*** Opening Stored data ***

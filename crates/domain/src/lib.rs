//! Domain layer for faultgate
//!
//! Failure rules, per-key fault points and environment classification.
//! This layer has no I/O and no locking; the application layer wraps it
//! in shared, thread-safe services.

pub mod entities;
pub mod value_objects;

pub use entities::*;
pub use value_objects::*;
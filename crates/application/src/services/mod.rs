//! Application services
//!
//! The fault injection engine: rule storage, the environment gate, the
//! decision façade and its convenience wrappers.

mod environment_policy;
mod fault_adapters;
mod fault_injector;
mod injection_context;
mod rule_store;

pub use environment_policy::{ENVIRONMENT_VARIABLES, EnvironmentPolicy};
pub use fault_adapters::{with_fault_injection, with_fault_injection_context};
pub use fault_injector::FaultInjector;
pub use injection_context::{CancellationFlag, InjectionContext};
pub use rule_store::RuleStore;
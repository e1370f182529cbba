//! HTTP request handlers

pub mod faults;
pub mod health;
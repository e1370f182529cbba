//! Value Objects - Immutable, identity-less domain primitives

mod environment;
mod rule_snapshot;

pub use environment::{
    DEFAULT_ALLOWED_ENVIRONMENTS, DEFAULT_PRODUCTION_ENVIRONMENTS, EnvironmentClass,
    EnvironmentLists, EnvironmentName,
};
pub use rule_snapshot::{FaultStatus, RuleSnapshot};
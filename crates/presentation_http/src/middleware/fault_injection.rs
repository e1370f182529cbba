//! Fault injection middleware for HTTP services
//!
//! Asks the injector once per request whether the request's fault key
//! triggers. A triggered request never reaches the inner service and gets
//! the configured failure response instead: `500 Injected failure` by
//! default, another status via [`FaultInjectionLayer::with_status`], or any
//! response built from the request via [`FaultInjectionLayer::with_response`].
//!
//! If the request carries an [`InjectionContext`] extension, the decision
//! is context-aware (cancellation, deadline and per-key overrides apply).

use std::{
    fmt,
    future::Future,
    pin::Pin,
    sync::Arc,
    task::{Context, Poll},
};

use application::{FaultInjector, InjectionContext};
use axum::{
    body::Body,
    extract::Request,
    http::StatusCode,
    response::{IntoResponse, Response},
};
use tower::{Layer, Service};
use tracing::debug;

/// Body of the default failure response
pub const INJECTED_FAILURE_BODY: &str = "Injected failure";

/// Builds the failure response for a triggered request
pub type ResponseFactory = Arc<dyn Fn(&Request<Body>) -> Response + Send + Sync>;

fn status_response(status: StatusCode) -> ResponseFactory {
    Arc::new(move |_: &Request<Body>| (status, INJECTED_FAILURE_BODY).into_response())
}

/// Layer that injects failures into HTTP services
#[derive(Clone)]
pub struct FaultInjectionLayer {
    injector: Arc<FaultInjector>,
    key: Arc<str>,
    respond: ResponseFactory,
}

impl fmt::Debug for FaultInjectionLayer {
    fn fmt(&self, f: &mut fmt::Formatter<'_>) -> fmt::Result {
        f.debug_struct("FaultInjectionLayer")
            .field("injector", &self.injector)
            .field("key", &self.key)
            .finish_non_exhaustive()
    }
}

impl FaultInjectionLayer {
    /// Fail requests with `500 Injected failure` whenever `key` triggers
    pub fn new(injector: Arc<FaultInjector>, key: impl Into<Arc<str>>) -> Self {
        Self {
            injector,
            key: key.into(),
            respond: status_response(StatusCode::INTERNAL_SERVER_ERROR),
        }
    }

    /// Fail requests with the response built by `respond` whenever `key` triggers
    ///
    /// ```
    /// use std::sync::Arc;
    ///
    /// use application::{FaultInjector, FixedEnvironment};
    /// use axum::{http::{StatusCode, header}, response::IntoResponse};
    /// use presentation_http::FaultInjectionLayer;
    ///
    /// let injector = Arc::new(FaultInjector::new(Arc::new(FixedEnvironment::empty())));
    /// let layer = FaultInjectionLayer::with_response(injector, "upstream", |_req| {
    ///     (
    ///         StatusCode::SERVICE_UNAVAILABLE,
    ///         [(header::RETRY_AFTER, "30")],
    ///         "retry later",
    ///     )
    ///         .into_response()
    /// });
    /// assert_eq!(layer.key(), "upstream");
    /// ```
    pub fn with_response<F>(
        injector: Arc<FaultInjector>,
        key: impl Into<Arc<str>>,
        respond: F,
    ) -> Self
    where
        F: Fn(&Request<Body>) -> Response + Send + Sync + 'static,
    {
        Self {
            injector,
            key: key.into(),
            respond: Arc::new(respond),
        }
    }

    /// Replace the failure response with `<status> Injected failure`
    #[must_use]
    pub fn with_status(mut self, status: StatusCode) -> Self {
        self.respond = status_response(status);
        self
    }

    /// Fault key consulted for every request
    pub fn key(&self) -> &str {
        &self.key
    }
}

impl<S> Layer<S> for FaultInjectionLayer {
    type Service = FaultInjectionService<S>;

    fn layer(&self, inner: S) -> Self::Service {
        FaultInjectionService {
            inner,
            injector: Arc::clone(&self.injector),
            key: Arc::clone(&self.key),
            respond: Arc::clone(&self.respond),
        }
    }
}

/// Service that short-circuits requests whose fault key triggers
#[derive(Clone)]
pub struct FaultInjectionService<S> {
    inner: S,
    injector: Arc<FaultInjector>,
    key: Arc<str>,
    respond: ResponseFactory,
}

impl<S: fmt::Debug> fmt::Debug for FaultInjectionService<S> {
    fn fmt(&self, f: &mut fmt::Formatter<'_>) -> fmt::Result {
        f.debug_struct("FaultInjectionService")
            .field("inner", &self.inner)
            .field("key", &self.key)
            .finish_non_exhaustive()
    }
}

impl<S> FaultInjectionService<S> {
    fn should_fail(&self, request: &Request<Body>) -> bool {
        request.extensions().get::<InjectionContext>().map_or_else(
            || self.injector.inject(&self.key),
            |ctx| self.injector.inject_with_context(ctx, &self.key),
        )
    }
}

impl<S> Service<Request<Body>> for FaultInjectionService<S>
where
    S: Service<Request<Body>, Response = Response<Body>> + Clone + Send + 'static,
    S::Future: Send,
{
    type Response = S::Response;
    type Error = S::Error;
    type Future = Pin<Box<dyn Future<Output = Result<Self::Response, Self::Error>> + Send>>;

    fn poll_ready(&mut self, cx: &mut Context<'_>) -> Poll<Result<(), Self::Error>> {
        self.inner.poll_ready(cx)
    }

    fn call(&mut self, request: Request<Body>) -> Self::Future {
        if self.should_fail(&request) {
            let response = (self.respond)(&request);
            debug!(
                key = %self.key,
                method = %request.method(),
                path = %request.uri().path(),
                status = response.status().as_u16(),
                "Injected HTTP failure"
            );
            return Box::pin(async move { Ok(response) });
        }

        let mut inner = self.inner.clone();
        Box::pin(async move { inner.call(request).await })
    }
}
//! faultgate CLI
//!
//! Command-line client for the fault control server, plus local validation
//! of fault spec files.

#![allow(clippy::print_stdout)]

use std::path::PathBuf;

use clap::{Parser, Subcommand};
use domain::{FaultStatus, RuleSnapshot};
use infrastructure::{FaultSpec, LogTarget, LoggingConfig, init_logging, load_spec};
use tracing::debug;

const DEFAULT_URL: &str = "http://127.0.0.1:8099";

/// faultgate CLI
#[derive(Debug, Parser)]
#[command(name = "faultgate-cli")]
#[command(author, version, about = "Fault injection control CLI", long_about = None)]
struct Cli {
    /// Verbosity level
    #[arg(short, long, action = clap::ArgAction::Count)]
    verbose: u8,

    #[command(subcommand)]
    command: Commands,
}

#[derive(Debug, Subcommand)]
enum Commands {
    /// Show remaining failures per first-N key
    Status {
        /// Server URL
        #[arg(short, long, env = "FAULTGATE_URL", default_value = DEFAULT_URL)]
        url: String,
    },

    /// Show configured rules of both kinds
    Rules {
        /// Server URL
        #[arg(short, long, env = "FAULTGATE_URL", default_value = DEFAULT_URL)]
        url: String,
    },

    /// Fail the first COUNT calls for KEY
    Set {
        /// Fault key
        key: String,

        /// Number of failing calls
        #[arg(allow_negative_numbers = true)]
        count: i64,

        /// Server URL
        #[arg(short, long, env = "FAULTGATE_URL", default_value = DEFAULT_URL)]
        url: String,
    },

    /// Fail only call number N for KEY
    SetNth {
        /// Fault key
        key: String,

        /// Attempt number that fails
        #[arg(allow_negative_numbers = true)]
        n: i64,

        /// Server URL
        #[arg(short, long, env = "FAULTGATE_URL", default_value = DEFAULT_URL)]
        url: String,
    },

    /// Clear every rule and counter
    Reset {
        /// Server URL
        #[arg(short, long, env = "FAULTGATE_URL", default_value = DEFAULT_URL)]
        url: String,
    },

    /// Check that the control server is up
    Health {
        /// Server URL
        #[arg(short, long, env = "FAULTGATE_URL", default_value = DEFAULT_URL)]
        url: String,
    },

    /// Parse a YAML fault spec and print its rules
    ///
    /// Example: faultgate-cli validate ./faults.yaml
    Validate {
        /// Path to the spec file
        path: PathBuf,
    },
}

/// Determine log filter level from verbosity count
const fn log_filter_from_verbosity(verbose: u8) -> &'static str {
    match verbose {
        0 => "warn",
        1 => "info",
        2 => "debug",
        _ => "trace",
    }
}

/// Format endpoint URL
fn endpoint_url(base_url: &str, path: &str) -> String {
    format!("{}{path}", base_url.trim_end_matches('/'))
}

fn render_spec(spec: &FaultSpec) -> String {
    let mut out = String::new();
    if spec.is_empty() {
        out.push_str("(no rules)\n");
        return out;
    }
    for (key, count) in &spec.failures {
        out.push_str(&format!("first-n  {key}: {count}\n"));
    }
    for (key, n) in &spec.precise_failures {
        out.push_str(&format!("nth-only {key}: {n}\n"));
    }
    out
}

async fn post_ok(request: reqwest::RequestBuilder) -> anyhow::Result<()> {
    let body = request.send().await?.error_for_status()?.text().await?;
    println!("{body}");
    Ok(())
}

#[tokio::main]
async fn main() -> anyhow::Result<()> {
    let cli = Cli::parse();

    // Logs go to stderr so stdout carries only command output
    init_logging(&LoggingConfig {
        filter: log_filter_from_verbosity(cli.verbose).to_string(),
        target: LogTarget::Stderr,
        ..LoggingConfig::default()
    })?;
    debug!(command = ?cli.command, "Parsed command line");

    let client = reqwest::Client::new();

    match cli.command {
        Commands::Status { url } => {
            let status = client
                .get(endpoint_url(&url, "/status"))
                .send()
                .await?
                .error_for_status()?
                .json::<FaultStatus>()
                .await?;

            println!("{}", serde_json::to_string_pretty(&status)?);
        },

        Commands::Rules { url } => {
            let rules = client
                .get(endpoint_url(&url, "/faults"))
                .send()
                .await?
                .error_for_status()?
                .json::<RuleSnapshot>()
                .await?;

            println!("{}", serde_json::to_string_pretty(&rules)?);
        },

        Commands::Set { key, count, url } => {
            post_ok(
                client
                    .post(endpoint_url(&url, "/set"))
                    .query(&[("key", key), ("count", count.to_string())]),
            )
            .await?;
        },

        Commands::SetNth { key, n, url } => {
            post_ok(
                client
                    .post(endpoint_url(&url, "/set-nth"))
                    .query(&[("key", key), ("n", n.to_string())]),
            )
            .await?;
        },

        Commands::Reset { url } => {
            post_ok(client.post(endpoint_url(&url, "/reset"))).await?;
        },

        Commands::Health { url } => {
            let health = client
                .get(endpoint_url(&url, "/health"))
                .send()
                .await?
                .error_for_status()?
                .json::<serde_json::Value>()
                .await?;

            println!("{}", serde_json::to_string_pretty(&health)?);
        },

        Commands::Validate { path } => {
            let spec = load_spec(&path)?;
            print!("{}", render_spec(&spec));
        },
    }

    Ok(())
}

*** Closing Stored data ***

▸ **Work instructions**: Your reply should contain only the number of lines in the entries above with the word "axum".

▸ **Result of this task**: 2